Recently, I have been reading “Mathematical Statistics” by Professor Keith Knight and I noticed a interesting passage he mentions when discussing finite sample spaces:

*In some cases, it may be possible to enumerate all possible outcomes, but in general such enumeration is physically impossible; for example, enumerating all possible 5 card poker hands dealt from a deck of 52 cards would take several months under the most
favourable conditions. * (Knight 2000)

While this quote is taken out of context, with the advent of modern computing this is a task which is definitely possible to do computationally!

In this blog I show the code I use to list all the possible outcomes of hands dealt in 5 card poker in R!

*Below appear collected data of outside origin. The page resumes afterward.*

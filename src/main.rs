//! Thin process wrapper around [`db_air_bridge::Engine`]: parse and
//! validate configuration, initialize logging, install the termination
//! handler, bootstrap the engine's endpoints, and run until signaled.

use std::process::ExitCode;
use std::sync::atomic::{AtomicBool, Ordering};
use std::sync::Arc;

use clap::Parser;

use db_air_bridge::config::{Args, Config};
use db_air_bridge::engine::Engine;
use db_air_bridge::error::DbError;

fn main() -> ExitCode {
    env_logger::Builder::from_env(env_logger::Env::default().default_filter_or("info")).init();

    let args = Args::parse();
    let config = match Config::from_args(args) {
        Ok(config) => config,
        Err(e) => {
            eprintln!("{e}");
            return ExitCode::FAILURE;
        }
    };

    match run(config) {
        Ok(()) => ExitCode::SUCCESS,
        Err(e) => {
            log::error!("fatal: {e}");
            ExitCode::FAILURE
        }
    }
}

fn run(config: Config) -> Result<(), DbError> {
    let run_flag = Arc::new(AtomicBool::new(true));
    let handler_flag = run_flag.clone();
    ctrlc::set_handler(move || {
        log::info!("termination signal received, finishing current pass");
        handler_flag.store(false, Ordering::Relaxed);
    })
    .expect("failed to install termination signal handler");

    log::info!(
        "starting db-air-bridge: {} adapter(s), control serial '{}', protocol {:?}",
        config.adapters.len(),
        config.control_serial_path,
        config.serial_protocol
    );

    let mut engine = Engine::bootstrap(config, run_flag)?;
    engine.run();

    log::info!("shutdown complete");
    Ok(())
}
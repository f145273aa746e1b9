//! The air-side control bridge's multiplexing engine, exposed as a library
//! so `main.rs` stays a thin wrapper and the engine itself is unit-testable
//! against mock [`transport::RadioLink`]/[`serial::SerialLink`]
//! implementations, the same way an MSP client library drives its parser
//! against an injected `Box<dyn SerialPort>`.

pub mod beacon;
pub mod config;
pub mod dedup;
pub mod downlink;
pub mod engine;
pub mod error;
pub mod framing;
pub mod hostmetrics;
pub mod rc_encode;
pub mod rc_shm;
pub mod seq;
pub mod serial;
pub mod transport;

pub use config::{Args, Config};
pub use engine::Engine;
pub use error::{DbError, DbResult};
use thiserror::Error;

/// Single error-kind enumeration for everything that can abort startup.
///
/// In-loop failures (short writes, radio read errors, parser desync,
/// stale host metrics) are logged and swallowed at the call site instead
/// of being routed through this type — the loop never unwinds.
#[derive(Debug, Error)]
pub enum DbError {
    #[error("invalid configuration: {0}")]
    ConfigInvalid(String),

    #[error("could not open radio socket on adapter '{adapter}': {source}")]
    RadioOpen {
        adapter: String,
        #[source]
        source: std::io::Error,
    },
}

pub type DbResult<T> = Result<T, DbError>;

Setting up the “Card Deck”

To set up the card deck, we need to define our cards (Ace, 1 to 10, Jack, Queen and King) and houses (Hearts, Spades, Diamonds and Clubs). After that, we can create a deck by using two nested for loops.

The code to do this is:

cards <- c(
  "Ace",
  2,
  3,
  4,
  5,
  6,
  7,
  8,
  9,
  10,
  "Jack",
  "Queen",
  "King"
)

houses <- c("Hearts", "Spades","Diamonds","Clubs")

deck <- c()
for(card in cards){
  for(house in houses){
    deck <- append(deck, paste0(card," of ",house))
  }
}

This leaves us with our deck of cards:

deck

 [1] "Ace of Hearts"     "Ace of Spades"     "Ace of Diamonds"   "Ace of Clubs"     
 [5] "2 of Hearts"       "2 of Spades"       "2 of Diamonds"     "2 of Clubs"       
 [9] "3 of Hearts"       "3 of Spades"       "3 of Diamonds"     "3 of Clubs"       
[13] "4 of Hearts"       "4 of Spades"       "4 of Diamonds"     "4 of Clubs"       
[17] "5 of Hearts"       "5 of Spades"       "5 of Diamonds"     "5 of Clubs"       
[21] "6 of Hearts"       "6 of Spades"       "6 of Diamonds"     "6 of Clubs"       
[25] "7 of Hearts"       "7 of Spades"       "7 of Diamonds"     "7 of Clubs"       
[29] "8 of Hearts"       "8 of Spades"       "8 of Diamonds"     "8 of Clubs"       
[33] "9 of Hearts"       "9 of Spades"       "9 of Diamonds"     "9 of Clubs"       
[37] "10 of Hearts"      "10 of Spades"      "10 of Diamonds"    "10 of Clubs"      
[41] "Jack of Hearts"    "Jack of Spades"    "Jack of Diamonds"  "Jack of Clubs"    
[45] "Queen of Hearts"   "Queen of Spades"   "Queen of Diamonds" "Queen of Clubs"   
[49] "King of Hearts"    "King of Spades"    "King of Diamonds"  "King of Clubs"   

With this deck its possible get all the combinations of hands that can be drawn.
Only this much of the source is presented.